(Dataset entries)
╔══

//! Messages from the authority to a client.

use crate::error::ServerError;
use crate::request::RequestId;
use livetree_data::{Node, Path, QueryParams};
use std::collections::BTreeMap;

/// Connectivity as reported by the transport.
#[derive(Debug, Clone, Copy, PartialEq, Eq, Hash)]
pub enum ConnectionState {
    /// No connection.
    Disconnected,
    /// Connection being established.
    Connecting,
    /// Connected and able to exchange messages.
    Connected,
}

impl ConnectionState {
    /// Returns a short name for logs.
    pub fn name(&self) -> &'static str {
        match self {
            ConnectionState::Disconnected => "disconnected",
            ConnectionState::Connecting => "connecting",
            ConnectionState::Connected => "connected",
        }
    }
}

/// Payload of a successful acknowledgement.
#[derive(Debug, Clone, PartialEq)]
pub enum AckBody {
    /// The request was applied.
    Done,
    /// Authentication succeeded; carries the authority's view of the
    /// credential.
    Auth {
        /// Auth data (claims), as a tree.
        data: Node,
    },
}

/// A message delivered to a client session.
#[derive(Debug, Clone, PartialEq)]
pub enum ServerMessage {
    /// Outcome of a request.
    Ack {
        /// Request being answered.
        id: RequestId,
        /// Success or rejection.
        outcome: Result<AckBody, ServerError>,
    },
    /// Authoritative value of a location.
    DataUpdate {
        /// Location.
        path: Path,
        /// New value.
        data: Node,
    },
    /// Authoritative values of some children of a location.
    MergeUpdate {
        /// Location.
        path: Path,
        /// Replaced children.
        children: BTreeMap<String, Node>,
    },
    /// A listen is no longer permitted.
    ListenRevoked {
        /// Location.
        path: Path,
        /// Constraints of the revoked listen.
        query: QueryParams,
        /// Reason.
        error: ServerError,
    },
    /// The session's credential is no longer valid.
    AuthRevoked {
        /// Reason.
        error: ServerError,
    },
    /// The transport's connectivity changed.
    ConnectionChanged(ConnectionState),
}

/// Receives messages for one client session.
///
/// Implementations must not block; delivery only enqueues.
pub trait SessionSink: Send + Sync {
    /// Delivers a message to the session.
    fn deliver(&self, message: ServerMessage);
}

#[cfg(test)]
mod tests {
    use super::*;
    use parking_lot::Mutex;

    #[derive(Default)]
    struct Collect(Mutex<Vec<ServerMessage>>);

    impl SessionSink for Collect {
        fn deliver(&self, message: ServerMessage) {
            self.0.lock().push(message);
        }
    }

    #[test]
    fn sink_is_object_safe() {
        let sink: Box<dyn SessionSink> = Box::new(Collect::default());
        sink.deliver(ServerMessage::ConnectionChanged(ConnectionState::Connected));
        sink.deliver(ServerMessage::Ack {
            id: RequestId(1),
            outcome: Err(ServerError::DataStale),
        });
    }

    #[test]
    fn connection_state_names() {
        assert_eq!(ConnectionState::Connected.name(), "connected");
        assert_eq!(ConnectionState::Disconnected.name(), "disconnected");
    }
}
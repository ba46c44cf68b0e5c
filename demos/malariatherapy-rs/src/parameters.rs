use serde::Deserialize;

#[derive(Debug, Clone, Deserialize)]
pub struct Parameters {
    pub transition_matrix: Vec<Vec<f64>>,
    #[serde(default = "default_scale_factors")]
    pub scale_factors: Vec<f64>,
    #[serde(default = "default_threshold")]
    pub immune_stim_threshold: usize,
    #[serde(default = "default_duration")]
    pub simulation_duration: u32,
    /// Days covered by the duration histogram.
    #[serde(default = "default_duration")]
    pub histogram_days: u32,
}

fn default_scale_factors() -> Vec<f64> {
    vec![2.0, 5.0, 10.0, 100.0]
}

fn default_threshold() -> usize {
    1
}

fn default_duration() -> u32 {
    365
}
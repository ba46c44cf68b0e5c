pub mod manifest;
pub mod parameters;
pub mod site;

use anyhow::Context;
use malaria_calib::Environment;
use manifest::Manifest;
use parameters::Parameters;

fn main() -> anyhow::Result<()> {
    env_logger::init();
    let ctx = Environment::<Parameters>::load()?;
    let parameters = ctx.input.clone().context("missing input section")?;
    let output_dir = site::require_output_dir(&ctx)?;

    let site = site::resolve_site(&ctx.files, &parameters)?;
    let table = site
        .reference_data()
        .with_context(|| format!("building reference data for {}", site.name()))?;
    log::info!("{}: {} reference rows", site.name(), table.len());

    ctx.write_csv(
        &format!("reference_{}.csv", site.name()),
        &table.headers(),
        &table.records(),
    )?;

    let mut config = parameters.base_params.config();
    site.configure(&mut config);
    ctx.write_json("config.json", &config)?;

    ctx.write_json("manifest.json", &Manifest::new(&site, &table)?)?;
    log::info!("{}: outputs in {}", site.name(), output_dir.display());
    Ok(())
}
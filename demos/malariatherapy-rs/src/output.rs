use malaria_calib::analysis::DurationSummary;

pub const DURATION_HEADERS: [&str; 5] = ["simulation", "bin_start", "bin_end", "count", "mean"];

/// One CSV row per histogram bin, labelled with the simulation it came from.
pub fn duration_rows(simulation: &str, summary: &DurationSummary) -> Vec<Vec<String>> {
    summary
        .edges
        .windows(2)
        .zip(&summary.histogram)
        .map(|(edges, count)| {
            vec![
                simulation.to_string(),
                edges[0].to_string(),
                edges[1].to_string(),
                count.to_string(),
                summary.mean.to_string(),
            ]
        })
        .collect()
}
use super::{OuedraogoCounts, StudySite, ouedraogo_site};
use crate::error::Result;

// Digitized by J. Gerardin from Ouedraogo et al., JID 2015.
// Entries are counts of individual observations.
const COUNTS: OuedraogoCounts = [
    (
        "start_wet",
        [[1, 0, 0, 2, 2, 3], [2, 1, 0, 2, 0, 4], [9, 5, 4, 4, 2, 3]],
        [[0, 1, 4, 2, 2, 0], [0, 1, 4, 6, 0, 0], [12, 8, 3, 4, 0, 0]],
    ),
    (
        "peak_wet",
        [[1, 2, 0, 1, 3, 1], [2, 5, 2, 3, 1, 1], [6, 8, 4, 4, 0, 2]],
        [[1, 3, 2, 2, 0, 0], [0, 8, 0, 3, 0, 0], [11, 10, 2, 2, 0, 0]],
    ),
    (
        "end_wet",
        [[1, 1, 0, 4, 3, 1], [4, 1, 2, 4, 2, 1], [6, 9, 6, 2, 2, 0]],
        [[2, 3, 2, 2, 1, 0], [2, 5, 4, 2, 1, 0], [14, 7, 4, 0, 0, 0]],
    ),
];

pub fn dapelogo() -> Result<StudySite> {
    ouedraogo_site("Dapelogo", &COUNTS)
}
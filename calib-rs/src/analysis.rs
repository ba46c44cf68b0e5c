//! Post-processing of simulator output reports.

use std::collections::BTreeMap;

use serde::Deserialize;
use serde_json::{Map, Value};

use crate::error::{CalibError, Result};

pub const SMEARED_TRUE_PFPR_CHANNEL: &str = "Smeared True PfPR by Parasitemia and Age Bin";
pub const TRUE_ASEXUAL_PARASITES: &str = "true_asexual_parasites";

/// The summary report's open-ended last parasitemia bin is replaced by this.
pub const PARASITEMIA_DISPLAY_CAP: f64 = 1e7;

#[derive(Debug, Clone, Deserialize)]
pub struct SummaryMetadata {
    #[serde(rename = "Age Bins")]
    pub age_bins: Vec<f64>,
    #[serde(rename = "Parasitemia Bins")]
    pub parasitemia_bins: Vec<f64>,
}

/// `MalariaSummaryReport_<description>.json`, reduced to what is analyzed here.
#[derive(Debug, Clone, Deserialize)]
pub struct SummaryReport {
    #[serde(rename = "Metadata")]
    pub metadata: SummaryMetadata,
    /// channel -> time -> parasitemia bin -> age bin
    #[serde(rename = "DataByTimeAndPfPRBinsAndAgeBins", default)]
    pub by_time_density_age: BTreeMap<String, Vec<Vec<Vec<f64>>>>,
}

#[derive(Debug, Clone, PartialEq)]
pub struct PrevalenceRow {
    pub day: usize,
    pub age_index: usize,
    pub age: f64,
    pub density_bin: f64,
    pub value: f64,
}

/// Flattens one channel of a summary report. The last time slice is a
/// partial reporting interval and is dropped.
pub fn prevalence_rows(report: &SummaryReport, channel: &str) -> Result<Vec<PrevalenceRow>> {
    let data = report
        .by_time_density_age
        .get(channel)
        .ok_or_else(|| CalibError::InvalidInput(format!("summary report has no {channel:?}")))?;

    let age_bins = &report.metadata.age_bins;
    let mut parasite_bins = report.metadata.parasitemia_bins.clone();
    if let Some(last) = parasite_bins.last_mut()
        && *last > PARASITEMIA_DISPLAY_CAP
    {
        *last = PARASITEMIA_DISPLAY_CAP;
    }

    let complete = &data[..data.len().saturating_sub(1)];
    let mut rows = Vec::new();
    for (day, by_density) in complete.iter().enumerate() {
        for (density_index, by_age) in by_density.iter().enumerate() {
            let density_bin = *parasite_bins.get(density_index).ok_or_else(|| {
                CalibError::InvalidInput(format!(
                    "day {day}: parasitemia bin {density_index} missing from metadata"
                ))
            })?;
            for (age_index, value) in by_age.iter().enumerate() {
                let age = *age_bins.get(age_index).ok_or_else(|| {
                    CalibError::InvalidInput(format!(
                        "day {day}: age bin {age_index} missing from metadata"
                    ))
                })?;
                rows.push(PrevalenceRow {
                    day,
                    age_index,
                    age,
                    density_bin,
                    value: *value,
                });
            }
        }
    }
    log::debug!("{channel}: {} prevalence rows", rows.len());
    Ok(rows)
}

#[derive(Debug, Clone, PartialEq)]
pub struct AgePrevalence {
    pub age: f64,
    pub day: usize,
    pub prevalence: f64,
}

/// Sums prevalence over the parasitemia bins at or above the lowest
/// (detection) bin, per age bin and day.
pub fn prevalence_above_detection(rows: &[PrevalenceRow]) -> Vec<AgePrevalence> {
    let Some(detection) = rows.iter().map(|r| r.density_bin).reduce(f64::min) else {
        return Vec::new();
    };

    let mut sums: BTreeMap<(usize, usize), (f64, f64)> = BTreeMap::new();
    for row in rows.iter().filter(|r| r.density_bin >= detection) {
        let entry = sums.entry((row.age_index, row.day)).or_insert((row.age, 0.0));
        entry.1 += row.value;
    }
    sums.into_iter()
        .map(|((_, day), (age, prevalence))| AgePrevalence {
            age,
            day,
            prevalence,
        })
        .collect()
}

#[derive(Debug, Clone, Copy, PartialEq)]
pub struct RunStats {
    pub min: f64,
    pub max: f64,
    pub mean: f64,
}

/// Spread of one quantity across replicate runs.
pub fn run_stats(values: &[f64]) -> Option<RunStats> {
    if values.is_empty() {
        return None;
    }
    let min = values.iter().copied().fold(f64::INFINITY, f64::min);
    let max = values.iter().copied().fold(f64::NEG_INFINITY, f64::max);
    let mean = values.iter().sum::<f64>() / values.len() as f64;
    Some(RunStats { min, max, mean })
}

#[derive(Debug, Clone, Deserialize)]
pub struct Patient {
    pub id: u64,
    #[serde(flatten)]
    pub channels: Map<String, Value>,
}

/// `MalariaPatientReport.json`.
#[derive(Debug, Clone, Deserialize)]
pub struct PatientReport {
    pub patient_array: Vec<Patient>,
}

/// Last day with a positive `channel` value, per patient. Patients that are
/// never positive are skipped.
pub fn infection_durations(report: &PatientReport, channel: &str) -> Result<Vec<usize>> {
    let mut durations = Vec::with_capacity(report.patient_array.len());
    for patient in &report.patient_array {
        let series = patient
            .channels
            .get(channel)
            .and_then(|v| v.get(0))
            .and_then(Value::as_array)
            .ok_or_else(|| {
                CalibError::InvalidInput(format!("patient {} has no {channel:?} series", patient.id))
            })?;
        let last_positive = series
            .iter()
            .rposition(|v| v.as_f64().is_some_and(|x| x > 0.0));
        match last_positive {
            Some(day) => durations.push(day),
            None => log::warn!("patient {} never had positive {channel}", patient.id),
        }
    }
    Ok(durations)
}

#[derive(Debug, Clone, PartialEq)]
pub struct DurationSummary {
    pub count: usize,
    pub mean: f64,
    pub edges: Vec<f64>,
    pub histogram: Vec<usize>,
}

/// `n` evenly spaced points from `start` to `stop` inclusive.
pub fn linspace(start: f64, stop: f64, n: usize) -> Vec<f64> {
    match n {
        0 => Vec::new(),
        1 => vec![start],
        _ => {
            let step = (stop - start) / (n - 1) as f64;
            let mut points: Vec<f64> = (0..n).map(|i| start + step * i as f64).collect();
            points[n - 1] = stop;
            points
        }
    }
}

/// Counts per bin; every bin is half open except the last, which includes
/// its upper edge. Values outside the edges are not counted.
pub fn histogram(values: &[usize], edges: &[f64]) -> Vec<usize> {
    let mut counts = vec![0; edges.len().saturating_sub(1)];
    let Some(last) = edges.last() else {
        return counts;
    };
    for value in values.iter().map(|v| *v as f64) {
        if value == *last {
            if let Some(c) = counts.last_mut() {
                *c += 1;
            }
            continue;
        }
        if let Some(bin) = edges.windows(2).position(|w| w[0] <= value && value < w[1]) {
            counts[bin] += 1;
        }
    }
    counts
}

pub fn summarize_durations(durations: &[usize], edges: Vec<f64>) -> DurationSummary {
    let mean = if durations.is_empty() {
        f64::NAN
    } else {
        durations.iter().sum::<usize>() as f64 / durations.len() as f64
    };
    DurationSummary {
        count: durations.len(),
        mean,
        histogram: histogram(durations, &edges),
        edges,
    }
}

#[cfg(test)]
mod tests {
    use super::*;
    use approx::assert_relative_eq;
    use serde_json::json;

    fn summary_report() -> SummaryReport {
        serde_json::from_value(json!({
            "Metadata": {
                "Age Bins": [5.0, 10.0, 100.0],
                "Parasitemia Bins": [0.0, 50.0, 1e9]
            },
            "DataByTimeAndPfPRBinsAndAgeBins": {
                "Smeared True PfPR by Parasitemia and Age Bin": [
                    [[0.5, 0.4, 0.3], [0.1, 0.1, 0.1], [0.05, 0.0, 0.0]],
                    [[0.6, 0.5, 0.4], [0.2, 0.1, 0.0], [0.0, 0.0, 0.1]],
                    [[9.0, 9.0, 9.0], [9.0, 9.0, 9.0], [9.0, 9.0, 9.0]]
                ]
            }
        }))
        .unwrap()
    }

    #[test]
    fn test_prevalence_rows() {
        let rows = prevalence_rows(&summary_report(), SMEARED_TRUE_PFPR_CHANNEL).unwrap();
        // last (partial) slice dropped
        assert_eq!(rows.len(), 2 * 3 * 3);
        assert!(rows.iter().all(|r| r.day < 2));
        assert_eq!(rows[0].density_bin, 0.0);
        assert_eq!(rows[0].age, 5.0);
        let top = rows.iter().find(|r| r.day == 1 && r.age_index == 2 && r.density_bin > 50.0);
        assert_eq!(top.unwrap().density_bin, PARASITEMIA_DISPLAY_CAP);
        assert_relative_eq!(top.unwrap().value, 0.1);

        assert!(prevalence_rows(&summary_report(), "Missing Channel").is_err());
    }

    #[test]
    fn test_prevalence_above_detection() {
        let rows = prevalence_rows(&summary_report(), SMEARED_TRUE_PFPR_CHANNEL).unwrap();
        let prevalence = prevalence_above_detection(&rows);
        assert_eq!(prevalence.len(), 3 * 2);
        assert_eq!(prevalence[0].age, 5.0);
        assert_eq!(prevalence[0].day, 0);
        assert_relative_eq!(prevalence[0].prevalence, 0.65, epsilon = 1e-12);
        assert_relative_eq!(prevalence[5].prevalence, 0.5, epsilon = 1e-12);
        assert!(prevalence_above_detection(&[]).is_empty());
    }

    #[test]
    fn test_run_stats() {
        let stats = run_stats(&[0.2, 0.4, 0.9]).unwrap();
        assert_eq!(stats.min, 0.2);
        assert_eq!(stats.max, 0.9);
        assert_relative_eq!(stats.mean, 0.5, epsilon = 1e-12);
        assert!(run_stats(&[]).is_none());
    }

    #[test]
    fn test_infection_durations_skip_negative_patients() {
        let report: PatientReport = serde_json::from_value(json!({
            "patient_array": [
                {"id": 1, "initial_age": 20, "true_asexual_parasites": [[0.0, 10.0, 3.0, 0.0]]},
                {"id": 2, "true_asexual_parasites": [[0.0, 0.0, 0.0, 0.0]]},
                {"id": 3, "true_asexual_parasites": [[5.0, 0.0, 0.0, 1.0]]}
            ]
        }))
        .unwrap();
        let durations = infection_durations(&report, TRUE_ASEXUAL_PARASITES).unwrap();
        assert_eq!(durations, vec![2, 3]);
        assert!(infection_durations(&report, "true_gametocytes").is_err());
    }

    #[test]
    fn test_duration_histogram() {
        let edges = linspace(0.0, 365.0, 12);
        assert_eq!(edges.len(), 12);
        assert_eq!(edges[11], 365.0);

        let summary = summarize_durations(&[0, 10, 40, 365, 400], edges);
        assert_eq!(summary.count, 5);
        assert_relative_eq!(summary.mean, 163.0);
        assert_eq!(summary.histogram.len(), 11);
        assert_eq!(summary.histogram[0], 2);
        assert_eq!(summary.histogram[1], 1);
        assert_eq!(summary.histogram[10], 1);
        assert_eq!(summary.histogram.iter().sum::<usize>(), 4);
    }
}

╚══

Problem description: Each line above with the string "Copy" should be reported in full.

Your response:
#[derive(Debug, Clone, Copy, PartialEq, Eq, Hash)]
#[derive(Debug, Clone, Copy, PartialEq)]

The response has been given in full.